▶ **Exercise goal**
One line at a time, check the entries below for the word "control", and copy each line that has it.
====== Extracted material
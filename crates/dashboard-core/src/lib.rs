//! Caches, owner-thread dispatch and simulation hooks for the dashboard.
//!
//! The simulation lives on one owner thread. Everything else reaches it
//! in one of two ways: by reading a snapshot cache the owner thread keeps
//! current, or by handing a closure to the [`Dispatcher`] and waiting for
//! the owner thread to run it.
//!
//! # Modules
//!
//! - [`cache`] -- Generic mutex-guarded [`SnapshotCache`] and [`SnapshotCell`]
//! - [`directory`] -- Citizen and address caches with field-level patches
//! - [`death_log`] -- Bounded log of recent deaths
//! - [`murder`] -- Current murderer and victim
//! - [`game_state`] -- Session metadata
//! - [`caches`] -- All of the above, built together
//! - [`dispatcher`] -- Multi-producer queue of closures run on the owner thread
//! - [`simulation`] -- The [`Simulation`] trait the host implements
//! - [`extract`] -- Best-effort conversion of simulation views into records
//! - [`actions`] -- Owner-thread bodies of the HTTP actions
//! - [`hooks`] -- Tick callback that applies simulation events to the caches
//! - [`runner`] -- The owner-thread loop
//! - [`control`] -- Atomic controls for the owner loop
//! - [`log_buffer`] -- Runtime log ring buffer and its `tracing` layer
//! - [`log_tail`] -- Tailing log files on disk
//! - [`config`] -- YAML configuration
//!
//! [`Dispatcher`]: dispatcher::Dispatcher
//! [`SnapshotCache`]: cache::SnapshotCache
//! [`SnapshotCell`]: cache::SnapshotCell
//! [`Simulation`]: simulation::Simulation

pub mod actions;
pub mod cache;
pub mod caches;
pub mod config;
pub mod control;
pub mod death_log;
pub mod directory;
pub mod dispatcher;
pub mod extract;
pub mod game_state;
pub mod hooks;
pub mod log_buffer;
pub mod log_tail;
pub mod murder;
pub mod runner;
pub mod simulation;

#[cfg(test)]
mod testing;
============
▶ **Task answer**
//! - [`control`] -- Atomic controls for the owner loop
pub mod control;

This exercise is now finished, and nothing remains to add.